Activity ::
Write out the entries below in full, exactly as given.

Data provided ::
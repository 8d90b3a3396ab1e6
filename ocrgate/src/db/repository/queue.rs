use chrono::{DateTime, SecondsFormat, Utc};
use libsql::{params, Connection};

use super::results::parse_timestamp;
use crate::error::Result;
use crate::models::{MessageStatus, QueueMessage};

pub struct QueueRepository;

const MESSAGE_COLUMNS: &str =
    "id, queue, body, correlation_id, status, attempts, created_at, claimed_at";

impl QueueRepository {
    pub async fn publish(
        conn: &Connection,
        queue: &str,
        body: &str,
        correlation_id: Option<&str>,
    ) -> Result<String> {
        let id = nanoid::nanoid!();
        conn.execute(
            r#"
            INSERT INTO queue_messages (id, queue, body, correlation_id, status, attempts, created_at)
            VALUES (?1, ?2, ?3, ?4, 'ready', 0, ?5)
            "#,
            params![
                id.clone(),
                queue,
                body,
                correlation_id.map(str::to_string),
                stamp(Utc::now()),
            ],
        )
        .await?;

        Ok(id)
    }

    /// Oldest ready message first, by insertion order.
    pub async fn claim(conn: &Connection, queue: &str) -> Result<Option<QueueMessage>> {
        let sql = format!(
            r#"
            UPDATE queue_messages
            SET status = 'in_flight', attempts = attempts + 1, claimed_at = ?2
            WHERE id = (
                SELECT id FROM queue_messages
                WHERE queue = ?1 AND status = 'ready'
                ORDER BY rowid
                LIMIT 1
            )
            RETURNING {MESSAGE_COLUMNS}
            "#
        );
        let mut rows = conn
            .query(&sql, params![queue, stamp(Utc::now())])
            .await?;

        if let Some(row) = rows.next().await? {
            Ok(Some(Self::row_to_message(&row)?))
        } else {
            Ok(None)
        }
    }

    pub async fn ack(conn: &Connection, id: &str) -> Result<bool> {
        let affected = conn
            .execute("DELETE FROM queue_messages WHERE id = ?1", params![id])
            .await?;
        Ok(affected > 0)
    }

    /// Releases in-flight messages claimed at or before `claimed_before`.
    pub async fn requeue_in_flight(
        conn: &Connection,
        queue: &str,
        claimed_before: DateTime<Utc>,
    ) -> Result<u64> {
        let affected = conn
            .execute(
                "UPDATE queue_messages SET status = 'ready', claimed_at = NULL
                 WHERE queue = ?1 AND status = 'in_flight'
                   AND (claimed_at IS NULL OR claimed_at <= ?2)",
                params![queue, stamp(claimed_before)],
            )
            .await?;
        Ok(affected)
    }

    /// Deletes messages published at or before `created_before`.
    pub async fn purge(
        conn: &Connection,
        queue: &str,
        created_before: DateTime<Utc>,
    ) -> Result<u64> {
        let affected = conn
            .execute(
                "DELETE FROM queue_messages WHERE queue = ?1 AND created_at <= ?2",
                params![queue, stamp(created_before)],
            )
            .await?;
        Ok(affected)
    }

    pub async fn get_by_id(conn: &Connection, id: &str) -> Result<Option<QueueMessage>> {
        let sql = format!("SELECT {MESSAGE_COLUMNS} FROM queue_messages WHERE id = ?1");
        let mut rows = conn.query(&sql, params![id]).await?;

        if let Some(row) = rows.next().await? {
            Ok(Some(Self::row_to_message(&row)?))
        } else {
            Ok(None)
        }
    }

    pub async fn find_by_correlation(
        conn: &Connection,
        queue: &str,
        correlation_id: &str,
    ) -> Result<Option<QueueMessage>> {
        let sql = format!(
            "SELECT {MESSAGE_COLUMNS} FROM queue_messages
             WHERE queue = ?1 AND correlation_id = ?2
             ORDER BY rowid DESC LIMIT 1"
        );
        let mut rows = conn.query(&sql, params![queue, correlation_id]).await?;

        if let Some(row) = rows.next().await? {
            Ok(Some(Self::row_to_message(&row)?))
        } else {
            Ok(None)
        }
    }

    pub async fn count_ready(conn: &Connection, queue: &str) -> Result<u64> {
        let mut rows = conn
            .query(
                "SELECT COUNT(*) FROM queue_messages WHERE queue = ?1 AND status = 'ready'",
                params![queue],
            )
            .await?;

        match rows.next().await? {
            Some(row) => Ok(row.get::<i64>(0)?.max(0) as u64),
            None => Ok(0),
        }
    }

    fn row_to_message(row: &libsql::Row) -> Result<QueueMessage> {
        Ok(QueueMessage {
            id: row.get(0)?,
            queue: row.get(1)?,
            body: row.get(2)?,
            correlation_id: row.get(3)?,
            status: row
                .get::<String>(4)?
                .parse()
                .unwrap_or(MessageStatus::Ready),
            attempts: row.get::<i64>(5)?.max(0) as u32,
            created_at: parse_timestamp(&row.get::<String>(6)?),
            claimed_at: row
                .get::<Option<String>>(7)?
                .map(|ts| parse_timestamp(&ts)),
        })
    }
}

/// Fixed-width UTC timestamps, so SQL string comparison orders them.
fn stamp(at: DateTime<Utc>) -> String {
    at.to_rfc3339_opts(SecondsFormat::Micros, true)
}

Solved exercise ::
repository 8d90b3a3396ab1e6
filename ocrgate/src/db/repository/queue.rs
use chrono::{DateTime, SecondsFormat, Utc};
use libsql::{params, Connection};

use super::results::parse_timestamp;
use crate::error::Result;
use crate::models::{MessageStatus, QueueMessage};

pub struct QueueRepository;

const MESSAGE_COLUMNS: &str =
    "id, queue, body, correlation_id, status, attempts, created_at, claimed_at";

impl QueueRepository {
    pub async fn publish(
        conn: &Connection,
        queue: &str,
        body: &str,
        correlation_id: Option<&str>,
    ) -> Result<String> {
        let id = nanoid::nanoid!();
        conn.execute(
            r#"
            INSERT INTO queue_messages (id, queue, body, correlation_id, status, attempts, created_at)
            VALUES (?1, ?2, ?3, ?4, 'ready', 0, ?5)
            "#,
            params![
                id.clone(),
                queue,
                body,
                correlation_id.map(str::to_string),
                stamp(Utc::now()),
            ],
        )
        .await?;

        Ok(id)
    }

    /// Oldest ready message first, by insertion order.
    pub async fn claim(conn: &Connection, queue: &str) -> Result<Option<QueueMessage>> {
        let sql = format!(
            r#"
            UPDATE queue_messages
            SET status = 'in_flight', attempts = attempts + 1, claimed_at = ?2
            WHERE id = (
                SELECT id FROM queue_messages
                WHERE queue = ?1 AND status = 'ready'
                ORDER BY rowid
                LIMIT 1
            )
            RETURNING {MESSAGE_COLUMNS}
            "#
        );
        let mut rows = conn
            .query(&sql, params![queue, stamp(Utc::now())])
            .await?;

        if let Some(row) = rows.next().await? {
            Ok(Some(Self::row_to_message(&row)?))
        } else {
            Ok(None)
        }
    }

    pub async fn ack(conn: &Connection, id: &str) -> Result<bool> {
        let affected = conn
            .execute("DELETE FROM queue_messages WHERE id = ?1", params![id])
            .await?;
        Ok(affected > 0)
    }

    /// Releases in-flight messages claimed at or before `claimed_before`.
    pub async fn requeue_in_flight(
        conn: &Connection,
        queue: &str,
        claimed_before: DateTime<Utc>,
    ) -> Result<u64> {
        let affected = conn
            .execute(
                "UPDATE queue_messages SET status = 'ready', claimed_at = NULL
                 WHERE queue = ?1 AND status = 'in_flight'
                   AND (claimed_at IS NULL OR claimed_at <= ?2)",
                params![queue, stamp(claimed_before)],
            )
            .await?;
        Ok(affected)
    }

    /// Deletes messages published at or before `created_before`.
    pub async fn purge(
        conn: &Connection,
        queue: &str,
        created_before: DateTime<Utc>,
    ) -> Result<u64> {
        let affected = conn
            .execute(
                "DELETE FROM queue_messages WHERE queue = ?1 AND created_at <= ?2",
                params![queue, stamp(created_before)],
            )
            .await?;
        Ok(affected)
    }

    pub async fn get_by_id(conn: &Connection, id: &str) -> Result<Option<QueueMessage>> {
        let sql = format!("SELECT {MESSAGE_COLUMNS} FROM queue_messages WHERE id = ?1");
        let mut rows = conn.query(&sql, params![id]).await?;

        if let Some(row) = rows.next().await? {
            Ok(Some(Self::row_to_message(&row)?))
        } else {
            Ok(None)
        }
    }

    pub async fn find_by_correlation(
        conn: &Connection,
        queue: &str,
        correlation_id: &str,
    ) -> Result<Option<QueueMessage>> {
        let sql = format!(
            "SELECT {MESSAGE_COLUMNS} FROM queue_messages
             WHERE queue = ?1 AND correlation_id = ?2
             ORDER BY rowid DESC LIMIT 1"
        );
        let mut rows = conn.query(&sql, params![queue, correlation_id]).await?;

        if let Some(row) = rows.next().await? {
            Ok(Some(Self::row_to_message(&row)?))
        } else {
            Ok(None)
        }
    }

    pub async fn count_ready(conn: &Connection, queue: &str) -> Result<u64> {
        let mut rows = conn
            .query(
                "SELECT COUNT(*) FROM queue_messages WHERE queue = ?1 AND status = 'ready'",
                params![queue],
            )
            .await?;

        match rows.next().await? {
            Some(row) => Ok(row.get::<i64>(0)?.max(0) as u64),
            None => Ok(0),
        }
    }

    fn row_to_message(row: &libsql::Row) -> Result<QueueMessage> {
        Ok(QueueMessage {
            id: row.get(0)?,
            queue: row.get(1)?,
            body: row.get(2)?,
            correlation_id: row.get(3)?,
            status: row
                .get::<String>(4)?
                .parse()
                .unwrap_or(MessageStatus::Ready),
            attempts: row.get::<i64>(5)?.max(0) as u32,
            created_at: parse_timestamp(&row.get::<String>(6)?),
            claimed_at: row
                .get::<Option<String>>(7)?
                .map(|ts| parse_timestamp(&ts)),
        })
    }
}

/// Fixed-width UTC timestamps, so SQL string comparison orders them.
fn stamp(at: DateTime<Utc>) -> String {
    at.to_rfc3339_opts(SecondsFormat::Micros, true)
}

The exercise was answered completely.